Hi, first time poster.
We have multiple email accounts set up on MIAB, for each branch of our company. BranchA@domain.com BranchB@domain.com
etc…
We want to forward every message received by these addresses to a main processing address (BatchProcessing@domain) so we can batch process them, but we need to have BranchA@domain be the “sender” of the email when it arrives, so we can differentiate which branch address the email was originally sent to.
When I manually forward a message in the inbox, this is the case, and we are able to get the result we want: The BatchProcessing@domain inbox shows BranchA@domain as the sender.
However, when I set up automated forwarding in roundcube, BatchProcessing@domain inbox shows the email’s original sender, not the BranchA@domain.
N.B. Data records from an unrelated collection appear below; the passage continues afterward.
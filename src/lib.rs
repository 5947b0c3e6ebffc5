//! Roll call - student roster and per-pair attendance service
//!
//! Two independent handlers sit behind an HTTP host: one records which
//! students attended which class periods ("pairs") on which day, the other
//! manages the roster itself. Both translate a method-tagged request into
//! storage calls and answer with JSON and CORS headers.

pub mod application;
pub mod config;
pub mod domain;
pub mod error;
pub mod infrastructure;
pub mod server;
pub mod service;

pub use application::Application;
pub use error::{Error, Result};
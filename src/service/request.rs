//! Request/response contract shared by the handlers
//!
//! A handler sees only the method, the query parameters, and the raw body,
//! and answers with a status, headers, and a JSON body. The HTTP host and
//! the gateway adapter both translate into and out of these types.

use async_trait::async_trait;
use http::{HeaderMap, HeaderValue, Method, StatusCode};
use serde::{de::DeserializeOwned, Deserialize, Serialize};
use std::collections::HashMap;

use super::headers::{
    content_types, cors, ACCESS_CONTROL_ALLOW_HEADERS, ACCESS_CONTROL_ALLOW_METHODS,
    ACCESS_CONTROL_ALLOW_ORIGIN, ACCESS_CONTROL_MAX_AGE, CONTENT_TYPE,
};
use crate::domain::StudentId;
use crate::Result;

/// Body sent with a 405 response
pub const METHOD_NOT_ALLOWED_MESSAGE: &str = "Method not allowed";

#[derive(Debug, Clone, Default)]
pub struct ServiceRequest {
    pub method: Method,
    pub query: HashMap<String, String>,
    pub body: Option<String>,
}

impl ServiceRequest {
    pub fn new(method: Method) -> Self {
        Self {
            method,
            ..Self::default()
        }
    }

    pub fn with_query(mut self, key: impl Into<String>, value: impl Into<String>) -> Self {
        self.query.insert(key.into(), value.into());
        self
    }

    pub fn with_body(mut self, body: impl Into<String>) -> Self {
        self.body = Some(body.into());
        self
    }

    pub fn query_param(&self, key: &str) -> Option<&str> {
        self.query.get(key).map(String::as_str)
    }

    /// Parse the body as JSON; an absent body is read as `{}`
    pub fn json_body<T: DeserializeOwned>(&self) -> Result<T> {
        Ok(serde_json::from_str(self.body.as_deref().unwrap_or("{}"))?)
    }
}

#[derive(Debug, Clone)]
pub struct ServiceResponse {
    pub status: StatusCode,
    pub headers: HeaderMap,
    pub body: String,
}

impl ServiceResponse {
    /// JSON response carrying the common CORS headers
    pub fn json<T: Serialize + ?Sized>(status: StatusCode, value: &T) -> Result<Self> {
        let mut headers = HeaderMap::new();
        headers.insert(CONTENT_TYPE, HeaderValue::from_static(content_types::JSON));
        headers.insert(
            ACCESS_CONTROL_ALLOW_ORIGIN,
            HeaderValue::from_static(cors::ALLOW_ANY_ORIGIN),
        );
        Ok(Self {
            status,
            headers,
            body: serde_json::to_string(value)?,
        })
    }

    /// Empty 200 answering a CORS preflight
    pub fn preflight(allowed_methods: &'static str) -> Self {
        let mut headers = HeaderMap::new();
        headers.insert(
            ACCESS_CONTROL_ALLOW_ORIGIN,
            HeaderValue::from_static(cors::ALLOW_ANY_ORIGIN),
        );
        headers.insert(
            ACCESS_CONTROL_ALLOW_METHODS,
            HeaderValue::from_static(allowed_methods),
        );
        headers.insert(
            ACCESS_CONTROL_ALLOW_HEADERS,
            HeaderValue::from_static(cors::ALLOWED_HEADERS),
        );
        headers.insert(
            ACCESS_CONTROL_MAX_AGE,
            HeaderValue::from_static(cors::PREFLIGHT_MAX_AGE),
        );
        Self {
            status: StatusCode::OK,
            headers,
            body: String::new(),
        }
    }

    pub fn method_not_allowed() -> Result<Self> {
        Self::json(
            StatusCode::METHOD_NOT_ALLOWED,
            &ErrorBody {
                error: METHOD_NOT_ALLOWED_MESSAGE.to_string(),
            },
        )
    }

    pub fn header(&self, name: &str) -> Option<&str> {
        self.headers.get(name).and_then(|value| value.to_str().ok())
    }
}

/// `{"error": ...}` body of handled failures
#[derive(Debug, Clone, PartialEq, Eq, Serialize, Deserialize)]
pub struct ErrorBody {
    pub error: String,
}

/// `{"success": true}` acknowledgement, optionally echoing an id
#[derive(Debug, Clone, PartialEq, Eq, Serialize, Deserialize)]
pub struct Acknowledgement {
    pub success: bool,
    #[serde(default, skip_serializing_if = "Option::is_none")]
    pub id: Option<StudentId>,
}

impl Acknowledgement {
    pub fn success() -> Self {
        Self {
            success: true,
            id: None,
        }
    }

    pub fn created(id: StudentId) -> Self {
        Self {
            success: true,
            id: Some(id),
        }
    }
}

/// A method-dispatching request handler
#[async_trait]
pub trait RequestHandler: Send + Sync {
    /// Value of `Access-Control-Allow-Methods` on preflight responses
    fn allowed_methods(&self) -> &'static str;

    async fn handle(&self, request: ServiceRequest) -> Result<ServiceResponse>;
}
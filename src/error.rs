use thiserror::Error;

/// Roll call application error types
#[derive(Error, Debug)]
pub enum Error {
    #[error("Configuration error: {0}")]
    Config(#[from] config::ConfigError),

    #[error("Database error: {0}")]
    Database(#[from] sqlx::Error),

    #[error("Migration error: {0}")]
    Migration(#[from] sqlx::migrate::MigrateError),

    #[error("Serialization error: {0}")]
    Serialization(#[from] serde_json::Error),

    #[error("IO error: {0}")]
    Io(#[from] std::io::Error),

    #[error("Invalid input: {field}")]
    InvalidInput { field: String },

    #[error("Invalid gateway event: {0}")]
    InvalidGatewayEvent(String),

    #[error("Application error: {message}")]
    Application { message: String },
}

impl Error {
    pub fn application(message: impl Into<String>) -> Self {
        Self::Application {
            message: message.into(),
        }
    }

    pub fn invalid_input(field: impl Into<String>) -> Self {
        Self::InvalidInput {
            field: field.into(),
        }
    }

    /// Whether the failure was caused by the caller's payload rather than the service
    pub fn is_client_error(&self) -> bool {
        matches!(
            self,
            Self::Serialization(_) | Self::InvalidInput { .. } | Self::InvalidGatewayEvent(_)
        )
    }
}

pub type Result<T> = std::result::Result<T, Error>;
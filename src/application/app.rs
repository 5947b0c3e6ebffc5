use crate::config::{Settings, StorageBackend};
use crate::infrastructure::{log_messages, InMemoryStore, PostgresStore};
use crate::server::{create_router, AppState};
use crate::Result;
use axum::Router;
use std::sync::Arc;
use tokio::net::TcpListener;
use tracing::{info, instrument, warn};

/// Main application struct that coordinates all components
pub struct Application {
    settings: Settings,
    state: AppState,
}

impl Application {
    /// Load settings from the environment and build the application
    pub async fn new() -> Result<Self> {
        Self::build(Settings::new()?).await
    }

    #[instrument(skip(settings), fields(backend = ?settings.database.backend))]
    pub async fn build(settings: Settings) -> Result<Self> {
        let state = match settings.database.backend {
            StorageBackend::Postgres => {
                info!("{}", log_messages::application::CONNECTING_TO_DATABASE);
                let store = PostgresStore::connect(&settings.database).await?;
                if settings.database.run_migrations {
                    store.run_migrations().await?;
                }
                AppState::from_store(Arc::new(store))
            }
            StorageBackend::Memory => {
                warn!("{}", log_messages::application::USING_IN_MEMORY_STORE);
                AppState::from_store(Arc::new(InMemoryStore::new()))
            }
        };

        Ok(Self { settings, state })
    }

    pub fn router(&self) -> Router {
        create_router(
            self.state.clone(),
            self.settings.application.max_body_bytes,
        )
    }

    #[instrument(skip(self))]
    pub async fn run(self) -> Result<()> {
        let listener = TcpListener::bind(self.settings.bind_address()).await?;
        info!(
            address = %listener.local_addr()?,
            environment = %self.settings.application.environment,
            "{}",
            log_messages::application::LISTENING
        );

        axum::serve(listener, self.router())
            .with_graceful_shutdown(shutdown_signal())
            .await?;

        info!("{}", log_messages::application::STOPPED);
        Ok(())
    }

    pub fn settings(&self) -> &Settings {
        &self.settings
    }

    pub fn state(&self) -> &AppState {
        &self.state
    }
}

async fn shutdown_signal() {
    if let Err(err) = tokio::signal::ctrl_c().await {
        warn!(error = %err, "failed to listen for shutdown signal");
        std::future::pending::<()>().await;
    }
    info!("{}", log_messages::application::SHUTTING_DOWN);
}
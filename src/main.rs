use anyhow::Result;
use roll_call::config::{LogFormat, LoggingSettings, Settings};
use roll_call::infrastructure::log_messages;
use roll_call::Application;
use tracing::info;
use tracing_subscriber::{fmt, prelude::*, EnvFilter};

#[tokio::main]
async fn main() -> Result<()> {
    let settings = Settings::new()?;
    init_tracing(&settings.logging)?;

    info!("{}", log_messages::application::STARTING);

    let app = Application::build(settings).await?;
    app.run().await?;

    Ok(())
}

/// `RUST_LOG` wins over the configured level when set
fn init_tracing(logging: &LoggingSettings) -> Result<()> {
    let filter =
        EnvFilter::try_from_default_env().or_else(|_| EnvFilter::try_new(&logging.level))?;
    let registry = tracing_subscriber::registry().with(filter);

    match logging.format {
        LogFormat::Json => registry.with(fmt::layer().json()).try_init()?,
        LogFormat::Pretty => registry.with(fmt::layer()).try_init()?,
    }

    Ok(())
}
//! Axum routes mounting the handlers
//!
//! Each handler owns its method dispatch (including OPTIONS and 405), so the
//! routes accept any method and forward the request unchanged.

use axum::{
    body::{Body, Bytes},
    extract::{Query, State},
    http::{HeaderMap, Method, StatusCode},
    response::{IntoResponse, Response},
    routing::{any, get},
    Router,
};
use std::collections::HashMap;
use std::sync::Arc;
use tracing::{error, warn};

use super::error_response::{extract_request_id, ErrorResponseExt};
use super::middleware::MiddlewareStack;
use crate::infrastructure::{log_messages, HealthCheck, Store};
use crate::service::headers::paths;
use crate::service::{
    AttendanceService, RequestHandler, ServiceRequest, ServiceResponse, StudentService,
};
use crate::{Error, Result};

/// Handlers and storage health shared by all routes
#[derive(Clone)]
pub struct AppState {
    attendance: Arc<AttendanceService>,
    students: Arc<StudentService>,
    health: Arc<dyn HealthCheck>,
}

impl AppState {
    /// Wire both handlers to one backend
    pub fn from_store<S: Store + 'static>(store: Arc<S>) -> Self {
        Self {
            attendance: Arc::new(AttendanceService::new(store.clone())),
            students: Arc::new(StudentService::new(store.clone())),
            health: store,
        }
    }

    pub fn attendance(&self) -> &AttendanceService {
        &self.attendance
    }

    pub fn students(&self) -> &StudentService {
        &self.students
    }
}

/// Create the router with all routes and the middleware stack
pub fn create_router(state: AppState, max_body_bytes: usize) -> Router {
    let router = Router::new()
        .route(paths::ATTENDANCE, any(attendance_handler))
        .route(paths::STUDENTS, any(students_handler))
        .route(paths::HEALTH, get(health_handler))
        .with_state(state);

    MiddlewareStack::new(max_body_bytes).apply_to_router(router)
}

impl IntoResponse for ServiceResponse {
    fn into_response(self) -> Response {
        let mut response = Response::new(Body::from(self.body));
        *response.status_mut() = self.status;
        *response.headers_mut() = self.headers;
        response
    }
}

async fn attendance_handler(
    State(state): State<AppState>,
    method: Method,
    headers: HeaderMap,
    Query(query): Query<HashMap<String, String>>,
    body: Bytes,
) -> Response {
    dispatch(state.attendance.as_ref(), method, &headers, query, body).await
}

async fn students_handler(
    State(state): State<AppState>,
    method: Method,
    headers: HeaderMap,
    Query(query): Query<HashMap<String, String>>,
    body: Bytes,
) -> Response {
    dispatch(state.students.as_ref(), method, &headers, query, body).await
}

async fn dispatch(
    handler: &dyn RequestHandler,
    method: Method,
    headers: &HeaderMap,
    query: HashMap<String, String>,
    body: Bytes,
) -> Response {
    match run_handler(handler, method, query, body).await {
        Ok(response) => response.into_response(),
        Err(err) => {
            let request_id = extract_request_id(headers);
            error!(
                request_id = request_id.as_deref().unwrap_or("unknown"),
                error = %err,
                "{}",
                log_messages::request_processing::REQUEST_FAILED
            );

            let mut error_response = err.to_error_response();
            if let Some(id) = request_id {
                error_response = error_response.with_request_id(id);
            }
            error_response.into_response_with_status(err.status_code())
        }
    }
}

async fn run_handler(
    handler: &dyn RequestHandler,
    method: Method,
    query: HashMap<String, String>,
    body: Bytes,
) -> Result<ServiceResponse> {
    let body = if body.is_empty() {
        None
    } else {
        Some(String::from_utf8(body.to_vec()).map_err(|_| Error::invalid_input("body"))?)
    };

    handler
        .handle(ServiceRequest {
            method,
            query,
            body,
        })
        .await
}

/// Health check handler
async fn health_handler(State(state): State<AppState>) -> (StatusCode, &'static str) {
    match state.health.health_check().await {
        Ok(()) => (StatusCode::OK, "OK"),
        Err(err) => {
            warn!(error = %err, "{}", log_messages::database::HEALTH_CHECK_FAILED);
            (StatusCode::SERVICE_UNAVAILABLE, "UNAVAILABLE")
        }
    }
}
Is there a way to get the address doing the automatic forwarding to show up as the sender? I looked around the forum and it seems that people want the opposite, or something different.
I wanted also to to have what called BCC “blind carbon copy” from mail to one general mail (I’m not sure if this what you are looking for ).
for example : emailA@domain.tld and emailB@domain.tld receive emails from unknown@domain.tdl
you want copy of incoming mails to all users to be sent to one general email right ?
in /etc/postfix/main.cf you can add : always_bcc=targetMail@domain.tld
this will make copy of all incoming mails in ‘targetMail@domain.tld’ then you can filter mails as you wish inside ‘targetMail@domain.tld’
Note: I programmed small Nodejs SMTP software to read incoming mails from targetMail@domain.tld to filter them or notify me what mail to which user is came.
I was able to “solve” the issue by having Thunderbird filters do the actual forwarding.
By using /etc/postfix/generic I was able to replace specific senders with specific forwarding addresses, but the issue with /etc/postfix/generic, is I don’t know the correct regexp for changing the original sender to the original recipient. Since no easy answer was forthcoming there, and we were on a deadline, Thunderbird had to suffice.